Ici, nous décrivons un protocole pour générer des organoïdes intestinaux apical-out à partir de cultures d’organoïdes standard enrobées de matrice. Il décrit également l’incorporation ultérieure de l’EdU dans les cellules à prolifération active et la quantification semi-automatique des cellules positives à l’EdU.
Ici, nous décrivons la génération de cultures flottantes d’organoïdes intestinaux apical-out à partir de cultures d’organoïdes intestinaux enrobés d’hydrogel. En même temps, des cultures d’organoïdes basal-out flottants sont établies pour une comparaison directe entre les organoïdes apicaux et basaux. Les organoïdes apical-out et basal-out sont ensuite soumis à l’analogue de la thymidine 5-éthynyl-2'-désoxyuridine (EdU), qui est intégrée dans l’ADN nouvellement synthétisé pendant la phase S de la division cellulaire. Cette incorporation dans l’ADN peut être visualisée dans des organoïdes morphologiquement intacts à l’aide de la microscopie confocale à balayage laser. Les cellules marquées avec Hoechst33342 et EdU sont ensuite quantifiées de manière semi-automatique à l’aide d’un logiciel d’analyse d’images. Le calcul du pourcentage de cellules EdU-positives par rapport au nombre total de cellules permet d’analyser la prolifération cellulaire dans les organoïdes tridimensionnels (3D). Bien qu’il soit utilisé ici pour l’analyse de la prolifération dans les organoïdes intestinaux, le protocole est applicable à l’analyse de colorations spécifiques au noyau de divers types dans d’autres organoïdes ou des cultures cellulaires bidimensionnelles.
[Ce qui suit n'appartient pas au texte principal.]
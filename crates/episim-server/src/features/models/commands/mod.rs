pub mod create;
pub mod delete;

pub use create::{CreateModelCommand, CreateModelError, CreateModelResponse};
pub use delete::{DeleteModelCommand, DeleteModelError, DeleteModelResponse};
use mediator::Request;
use serde::{Deserialize, Serialize};
use sqlx::PgPool;
use uuid::Uuid;

use crate::db;

#[derive(Debug, Clone, Serialize, Deserialize)]
pub struct DeleteParameterDefinitionCommand {
    pub id: Uuid,
}

#[derive(Debug, Clone, Serialize, Deserialize)]
pub struct DeleteParameterDefinitionResponse {
    pub id: Uuid,
}

#[derive(Debug, thiserror::Error)]
pub enum DeleteParameterDefinitionError {
    #[error("Parameter definition '{0}' not found")]
    NotFound(Uuid),
    #[error("Parameter definition '{0}' is referenced and cannot be deleted")]
    InUse(Uuid),
    #[error("Database error: {0}")]
    Database(#[from] sqlx::Error),
}

impl Request<Result<DeleteParameterDefinitionResponse, DeleteParameterDefinitionError>>
    for DeleteParameterDefinitionCommand
{
}

impl crate::cqrs::middleware::Command for DeleteParameterDefinitionCommand {}

#[tracing::instrument(skip(pool), fields(parameter_id = %command.id))]
pub async fn handle(
    pool: PgPool,
    command: DeleteParameterDefinitionCommand,
) -> Result<DeleteParameterDefinitionResponse, DeleteParameterDefinitionError> {
    let result = sqlx::query("DELETE FROM parameter_definitions WHERE id = $1")
        .bind(command.id)
        .execute(&pool)
        .await
        .map_err(|e| {
            if db::is_foreign_key_violation(&e) {
                DeleteParameterDefinitionError::InUse(command.id)
            } else {
                DeleteParameterDefinitionError::Database(e)
            }
        })?;

    if result.rows_affected() == 0 {
        return Err(DeleteParameterDefinitionError::NotFound(command.id));
    }

    Ok(DeleteParameterDefinitionResponse { id: command.id })
}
Les organoïdes intestinaux sont des modèles in vitro tridimensionnels récapitulant l’épithélium intestinal comprenant différents types de cellules. Ces organoïdes peuvent être facilement établis à partir de cellules souches adultes isolées dans des cryptes intestinales1. Les organoïdes étant beaucoup plus proches de l’épithélium in vivo, ils prennent de plus en plus d’importance dans la recherche biomédicale. Les organoïdes de l’intestin ne sont pas seulement utilisés pour l’analyse des mécanismes physiologiques (par exemple, la signalisation de la niche intestinale 2,3 et la différenciation cellulaire 4,5), mais aussi pour la recherche sur les maladies infectieuses 6,7. Cependant, la croissance de cellules polarisées en 3D entourant une lumière centrale est un défi, car la surface de la cellule apicale finit par être inaccessible dans la lumière organoïde. L’examen des différences entre les surfaces cellulaires apicales et basolatérales peut être important dans les études métaboliques, comme en témoignent les différences dans l’absorption des acides gras8 et la recherche sur les maladies infectieuses 9,10,11,12.
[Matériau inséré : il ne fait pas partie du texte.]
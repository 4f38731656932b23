//! Common types used across EPISIM

use crate::error::EpisimError;
use chrono::NaiveDate;
use serde::{Deserialize, Serialize};

/// Inclusive span of simulation days.
///
/// A scenario covering `start == end` spans exactly one day; the import
/// pipeline expects one daily record per covered day.
#[derive(Debug, Clone, Copy, PartialEq, Eq, Serialize, Deserialize)]
pub struct DateSpan {
    pub start: NaiveDate,
    pub end: NaiveDate,
}

impl DateSpan {
    pub fn new(start: NaiveDate, end: NaiveDate) -> Result<Self, EpisimError> {
        if end < start {
            return Err(EpisimError::InvalidDateSpan { start, end });
        }
        Ok(Self { start, end })
    }

    /// Number of days covered, both endpoints inclusive.
    pub fn days(&self) -> i64 {
        (self.end - self.start).num_days() + 1
    }

    /// The date at a given zero-based day offset from the start.
    pub fn date_at(&self, offset: i64) -> NaiveDate {
        self.start + chrono::Duration::days(offset)
    }
}

impl std::fmt::Display for DateSpan {
    fn fmt(&self, f: &mut std::fmt::Formatter<'_>) -> std::fmt::Result {
        write!(f, "{}..={}", self.start, self.end)
    }
}

#[cfg(test)]
#[allow(clippy::unwrap_used)]
mod tests {
    use super::*;

    fn date(y: i32, m: u32, d: u32) -> NaiveDate {
        NaiveDate::from_ymd_opt(y, m, d).unwrap()
    }

    #[test]
    fn test_single_day_span() {
        let span = DateSpan::new(date(2024, 3, 1), date(2024, 3, 1)).unwrap();
        assert_eq!(span.days(), 1);
        assert_eq!(span.date_at(0), date(2024, 3, 1));
    }

    #[test]
    fn test_multi_day_span() {
        let span = DateSpan::new(date(2024, 3, 1), date(2024, 3, 10)).unwrap();
        assert_eq!(span.days(), 10);
        assert_eq!(span.date_at(9), date(2024, 3, 10));
    }

    #[test]
    fn test_inverted_span_rejected() {
        let result = DateSpan::new(date(2024, 3, 10), date(2024, 3, 1));
        assert!(matches!(result, Err(EpisimError::InvalidDateSpan { .. })));
    }
}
La génération d’organoïdes dits apicals est une option facile pour surmonter ce problème. En retirant la matrice extracellulaire des cultures d’organoïdes standard (c’est-à-dire les organoïdes basal-out, intégrés dans la matrice) et en ensemenceant ces organoïdes dans un milieu sans matrice, un changement de polarité peut être induit9.
Comme nous l’avons déjà publié, la plupart des organoïdes inversent leur polarité en 12 heures. Cependant, il faut 48 à 72 h pour obtenir une culture avec plus de 90 % d’organoïdes apicals. Malgré leur avantage de permettre l’accès à la surface cellulaire apicale, les organoïdes apical-out montrent une prolifération significativement réduite après l’inversion de polarité, tandis que les taux de mort cellulaire augmentent de13. Le facteur de l’activité proliférative peut représenter une variable confondante dans diverses analyses et doit être gardé à l’esprit lors de la conception d’une expérience.
Nous présentons ici un protocole détaillé pour l’établissement de cultures d’organoïdes apical-out intestinaux et d’organoïdes de contrôle basal-out flottants pour les analyses en aval. De plus, nous décrivons le marquage avec la 5-éthynyl-2'-désoxyuridine (EdU), incorporée dans l’ADN nouvellement synthétisé et marque ainsi les cellules en prolifération active. Nous décrivons plus en détail l’analyse semi-automatique d’images du taux de prolifération des organoïdes à l’aide du logiciel arivis Pro (Zeiss) par quantification des cellules EdU+ . Un schéma du processus est présenté à la figure 1.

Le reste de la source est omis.